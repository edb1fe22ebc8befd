//! Kinematic stand-ins for everything around the mission core: the motion
//! controller and airframe, the pose/velocity estimator, and the ground
//! target with its tracker.

use crate::snapshot::SnapshotSender;
use hector_core::{ConfigError, Pose, TargetPose, Velocity};
use nalgebra::{UnitQuaternion, Vector2, Vector3};
use rand::rngs::StdRng;
use rand::SeedableRng;
use rand_distr::{Distribution, Normal};
use std::f64::consts::{PI, TAU};

// ---------------------------------------------------------------------------
// Constants
// ---------------------------------------------------------------------------
const SUBSTEPS: usize = 4;

// ---------------------------------------------------------------------------
// Parameters
// ---------------------------------------------------------------------------
#[derive(Debug, Clone)]
pub struct PlantParams {
    // Motion controller
    pub position_gain: f64, // 1/s
    pub max_speed: f64,     // m/s
    pub velocity_tau: f64,  // s, first-order response of the airframe
    pub spin_rate: f64,     // rad/s while rotation is enabled

    // Ground target
    pub target_start: Vector2<f64>,
    pub target_speed: f64, // m/s

    // Estimator
    pub estimator_delay: f64,    // s before the first pose/velocity estimate
    pub pose_noise_std: f64,     // m
    pub velocity_noise_std: f64, // m/s
    pub seed: u64,
}

impl Default for PlantParams {
    fn default() -> Self {
        Self {
            position_gain: 3.0,
            max_speed: 4.0,
            velocity_tau: 0.1,
            spin_rate: 1.0,
            target_start: Vector2::new(2.0, 1.0),
            target_speed: 0.22,
            estimator_delay: 0.2,
            pose_noise_std: 0.005,
            velocity_noise_std: 0.01,
            seed: 42,
        }
    }
}

// ---------------------------------------------------------------------------
// State
// ---------------------------------------------------------------------------
#[derive(Debug, Clone, Copy, PartialEq)]
pub struct VehicleState {
    pub position: Vector3<f64>,
    pub velocity: Vector3<f64>,
    pub heading: f64,
    pub yaw_rate: f64,
}

/// Ground target driving through its own list of goals.
#[derive(Debug, Clone)]
pub struct GroundTarget {
    pub position: Vector2<f64>,
    pub velocity: Vector2<f64>,
    goals: Vec<Vector2<f64>>,
    next_goal: usize,
    speed: f64,
}

impl GroundTarget {
    pub fn new(start: Vector2<f64>, goals: Vec<Vector2<f64>>, speed: f64) -> Self {
        Self {
            position: start,
            velocity: Vector2::zeros(),
            goals,
            next_goal: 0,
            speed,
        }
    }

    /// True once the last goal has been reached.
    pub fn is_done(&self) -> bool {
        self.next_goal >= self.goals.len()
    }

    fn step(&mut self, dt: f64) {
        let Some(goal) = self.goals.get(self.next_goal).copied() else {
            self.velocity = Vector2::zeros();
            return;
        };

        let to_goal = goal - self.position;
        let dist = to_goal.norm();
        let reach = self.speed * dt;
        if dist <= reach {
            self.position = goal;
            self.next_goal += 1;
            self.velocity = Vector2::zeros();
        } else {
            self.velocity = to_goal / dist * self.speed;
            self.position += self.velocity * dt;
        }
    }
}

// ---------------------------------------------------------------------------
// Plant
// ---------------------------------------------------------------------------
pub struct Plant {
    params: PlantParams,
    home: Vector3<f64>,
    time: f64,
    vehicle: VehicleState,
    target: GroundTarget,
    rng: StdRng,
    pose_noise: Normal<f64>,
    velocity_noise: Normal<f64>,
}

impl Plant {
    /// Vehicle starts at rest on `home`; the target heads through `target_goals`.
    pub fn new(
        params: &PlantParams,
        home: Vector3<f64>,
        target_goals: Vec<Vector2<f64>>,
    ) -> Result<Self, ConfigError> {
        let pose_noise = noise("pose_noise_std", params.pose_noise_std)?;
        let velocity_noise = noise("velocity_noise_std", params.velocity_noise_std)?;
        for (name, value) in [
            ("position_gain", params.position_gain),
            ("max_speed", params.max_speed),
            ("velocity_tau", params.velocity_tau),
            ("target_speed", params.target_speed),
        ] {
            if !(value.is_finite() && value > 0.0) {
                return Err(ConfigError::NotPositive { name, value });
            }
        }

        Ok(Self {
            params: params.clone(),
            home,
            time: 0.0,
            vehicle: VehicleState {
                position: home,
                velocity: Vector3::zeros(),
                heading: 0.0,
                yaw_rate: 0.0,
            },
            target: GroundTarget::new(params.target_start, target_goals, params.target_speed),
            rng: StdRng::seed_from_u64(params.seed),
            pose_noise,
            velocity_noise,
        })
    }

    /// Publish what the estimator and tracker currently know.
    pub fn publish(&mut self, tx: &SnapshotSender) {
        if self.time >= self.params.estimator_delay {
            let v = &self.vehicle;
            let pos_noise = Vector3::from_fn(|_, _| self.pose_noise.sample(&mut self.rng));
            let vel_noise = Vector3::from_fn(|_, _| self.velocity_noise.sample(&mut self.rng));
            let orientation = UnitQuaternion::from_euler_angles(0.0, 0.0, v.heading);

            tx.pose(Pose::from_orientation(v.position + pos_noise, &orientation));
            tx.velocity(Velocity::new(v.velocity + vel_noise, v.yaw_rate));
        }

        tx.target(TargetPose::moving(self.target.position, self.target.velocity));
        tx.mission_active(!self.target.is_done());
    }

    /// Advance by `dt`, chasing `command` (the latched target point) if any.
    pub fn step(&mut self, dt: f64, command: Option<Vector3<f64>>, rotate: bool) {
        let p = &self.params;
        let sub = dt / SUBSTEPS as f64;
        let alpha = (sub / p.velocity_tau).min(1.0);
        let v = &mut self.vehicle;

        v.yaw_rate = if rotate { p.spin_rate } else { 0.0 };

        for _ in 0..SUBSTEPS {
            let v_cmd = match command {
                Some(point) => {
                    let raw = (point - v.position) * p.position_gain;
                    let speed = raw.norm();
                    if speed > p.max_speed {
                        raw * (p.max_speed / speed)
                    } else {
                        raw
                    }
                }
                None => Vector3::zeros(),
            };

            v.velocity += (v_cmd - v.velocity) * alpha;
            v.position += v.velocity * sub;

            // Resting on the ground.
            if v.position.z < self.home.z {
                v.position.z = self.home.z;
                v.velocity.z = v.velocity.z.max(0.0);
            }

            v.heading = (v.heading + v.yaw_rate * sub + PI).rem_euclid(TAU) - PI;
        }

        self.target.step(dt);
        self.time += dt;
    }

    pub fn time(&self) -> f64 {
        self.time
    }

    pub fn vehicle(&self) -> &VehicleState {
        &self.vehicle
    }

    pub fn target(&self) -> &GroundTarget {
        &self.target
    }

    pub fn home(&self) -> Vector3<f64> {
        self.home
    }
}

fn noise(name: &'static str, std_dev: f64) -> Result<Normal<f64>, ConfigError> {
    Normal::new(0.0, std_dev)
        .ok()
        .filter(|_| std_dev.is_finite() && std_dev >= 0.0)
        .ok_or(ConfigError::Negative {
            name,
            value: std_dev,
        })
}

#[cfg(test)]
mod tests {
    use super::*;
    use crate::snapshot::channel;
    use approx::assert_relative_eq;

    fn quiet() -> PlantParams {
        PlantParams {
            pose_noise_std: 0.0,
            velocity_noise_std: 0.0,
            ..Default::default()
        }
    }

    #[test]
    fn test_target_visits_goals_then_stops() {
        let mut target = GroundTarget::new(
            Vector2::zeros(),
            vec![Vector2::new(1.0, 0.0), Vector2::new(1.0, 1.0)],
            0.5,
        );
        for _ in 0..100 {
            target.step(0.1);
        }
        assert!(target.is_done());
        assert_eq!(target.position, Vector2::new(1.0, 1.0));
        assert_eq!(target.velocity, Vector2::zeros());
    }

    #[test]
    fn test_estimator_warm_up() {
        let home = Vector3::new(0.0, 0.0, 0.178);
        let mut plant = Plant::new(&quiet(), home, vec![]).unwrap();
        let (tx, mut inbox) = channel();

        plant.publish(&tx);
        inbox.drain();
        assert!(!inbox.latest().pose.is_valid());
        assert!(inbox.latest().target.is_valid());
        // No goals at all: the target has nothing left to do.
        assert_eq!(inbox.latest().mission_active, Some(false));

        for _ in 0..10 {
            plant.step(0.04, None, false);
        }
        plant.publish(&tx);
        inbox.drain();
        assert!(inbox.latest().is_ready());
        assert_relative_eq!(inbox.latest().pose.position, home);
    }

    #[test]
    fn test_vehicle_reaches_command() {
        let home = Vector3::new(0.0, 0.0, 0.178);
        let mut plant = Plant::new(&quiet(), home, vec![]).unwrap();
        let goal = Vector3::new(1.0, -1.0, 2.0);
        for _ in 0..250 {
            plant.step(0.04, Some(goal), true);
        }
        assert_relative_eq!(plant.vehicle().position, goal, epsilon = 1e-3);
        assert!(plant.vehicle().heading.abs() <= PI);
        assert_eq!(plant.vehicle().yaw_rate, 1.0);
    }

    #[test]
    fn test_ground_clamp() {
        let home = Vector3::new(0.0, 0.0, 0.178);
        let mut plant = Plant::new(&quiet(), home, vec![]).unwrap();
        for _ in 0..50 {
            plant.step(0.04, Some(Vector3::new(0.0, 0.0, -5.0)), false);
        }
        assert_eq!(plant.vehicle().position.z, 0.178);
    }

    #[test]
    fn test_rejects_negative_noise() {
        let params = PlantParams {
            pose_noise_std: -1.0,
            ..Default::default()
        };
        assert!(matches!(
            Plant::new(&params, Vector3::zeros(), vec![]),
            Err(ConfigError::Negative { name: "pose_noise_std", .. })
        ));
    }
}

════

What is needed: What you give back must be the stretch above, starting at the line with "let v_cmd = match" and ending at the line with "v.position += v.velocity * sub;", copied exactly.

Output for this task:
            let v_cmd = match command {
                Some(point) => {
                    let raw = (point - v.position) * p.position_gain;
                    let speed = raw.norm();
                    if speed > p.max_speed {
                        raw * (p.max_speed / speed)
                    } else {
                        raw
                    }
                }
                None => Vector3::zeros(),
            };

            v.velocity += (v_cmd - v.velocity) * alpha;
            v.position += v.velocity * sub;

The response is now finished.